Mica male l’idea di un alibi sfornato, ché non si sa mai, direttamente dalla Polizei. Ma in Sardegna lui non è solo, e lo seguono pure quando torna a Cisterna di Latina, in attesa del passo falso. La Mobile di Roma gli sta addosso da un po’. Da quando, esaminati i tabulati con tutte le telefonate partite dalle cabine nella zona di Porta Capena, fino a mezz’ora dopo il delitto di Checco, ha individuato quattro utenze più interessanti delle altre, giacché fanno capo a quattro pregiudicati. E lui, problematico bisessuale fanno sapere gli amici interrogati, guarda un po’, nell’84 ha ammazzato una prostituta, Paola Mainetti detta «Barbara» a Castelgandolfo, massacrandola con un bastone. E si è fatto quindici anni di carcere e uno da sorvegliato speciale: è libero da appena un anno. Lui è sardo come Checco. Lui, quindici anni prima, frequentava Monte Caprino: ancora la geografia romana degli amori al buio. Monte Caprino: dove nell’82, Salvatore Pappalardo, 36 anni, fu massacrato a bastonate e il suo delitto aspetta ancora un colpevole.

Lui si chiama Attilio Sestu, ha 41 anni, e quando lo arrestano prima nega deciso, duro, poi scoppia a piangere, confessa e vuole stringere la mano agli investigatori, perché sono stati bravi a beccarlo e lui sciocco a regalare il telefonino di un morto ammazzato. Racconta che lui è rimasto coi ricordi agli anni Ottanta, a quel Monte Caprino di allora e ci torna una sera di luglio. E incontra Checco, che viene dalla Maddalena, sardo come lui, che invece è di Uta. Parlano di casa, si capiscono. E Checco lo porta a passeggio per Roma, ché non sa di avere accanto uno che ha già ammazzato. E prima lo porta a piazza Navona, al Corso, «e poi al bar di piazza Venezia dove vanno i signori».

Chissà se gli parla della sua bella voce, Checco. Se gliela fa sentire. Se gli racconta di Sanremo. Intanto s’è fatto tardi. Vanno verso le Terme di Caracalla, giovani amici. Che Sestu è fermo ai 24 anni di allora, alla notte che massacrò «Barbara» a bastonate e finì in galera. Checco gli chiede di fare l’amore e lui ci sta: dietro a quei cespugli andrà bene. Ma Attilio non riesce a eccitarsi, non riesce ad accettarsi in quel rapporto. Lo prende un feroce senso di colpa.

E se si eccita, adesso, è solo per uccidere. Checco l’amico sardo, adesso, è solo una checca da massacrare. L’assassino lo colpisce sulla testa con un ramo. E prova a strangolarlo, prima a mani nude, poi stringendogli al collo la camicia. Il ragazzo grida a morte, mentre l’omicida gli ripulisce le tasche e di lì a poco telefonerà alla sua donna, perché ha perso il treno per Latina. La chiamata che lo perderà.

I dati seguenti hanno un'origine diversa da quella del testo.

//! The per-service state machine: tracks demand, dependency readiness, and
//! drives `start`/`stop` through an [`Executor`].
//!
//! Dependency fan-out (a dependency reaching `Up` notifying every
//! dependent, which may itself start and notify its own dependents, and so
//! on) is **never** driven by direct recursive calls. Every cross-controller
//! notification goes through [`schedule`], a thread-local trampoline that
//! turns a chain of any depth into an iterative loop, so a dependency chain
//! thousands of services deep cannot overflow the stack.

use crate::error::ContainerError;
use crate::executor::Executor;
use crate::listener::{AnyServiceListener, BatchListener};
use crate::mode::Mode;
use crate::name::ServiceName;
use crate::service::{SettleOutcome, Service, StartContext, StopContext};
use crate::state::State;
use crate::value::{injected, Injector, Value};
use std::any::Any;
use std::cell::{Cell, RefCell};
use std::collections::VecDeque;
use std::panic::{self, AssertUnwindSafe};
use std::sync::{Arc, Mutex, Weak};

#[cfg(feature = "logging")]
use tracing::{debug, error, trace};

#[cfg(not(feature = "logging"))]
macro_rules! debug {
    ($($arg:tt)*) => {};
}
#[cfg(not(feature = "logging"))]
macro_rules! trace {
    ($($arg:tt)*) => {};
}
#[cfg(not(feature = "logging"))]
macro_rules! error {
    ($($arg:tt)*) => {};
}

È così. Attilio Sestu perduto da una telefonata e incastrato da un telefonino: lui, fermo agli anni Ottanta, rari tabulati e niente cellulari. E Checco Bertorini perduto dall’ingenuità d’immaginare in ritirata i pregiudizi e i sensi di colpa, e la violenza che si trascinano dietro: immemore di un poeta — Vado anch’io verso le Terme di Caracalla — finito come lui.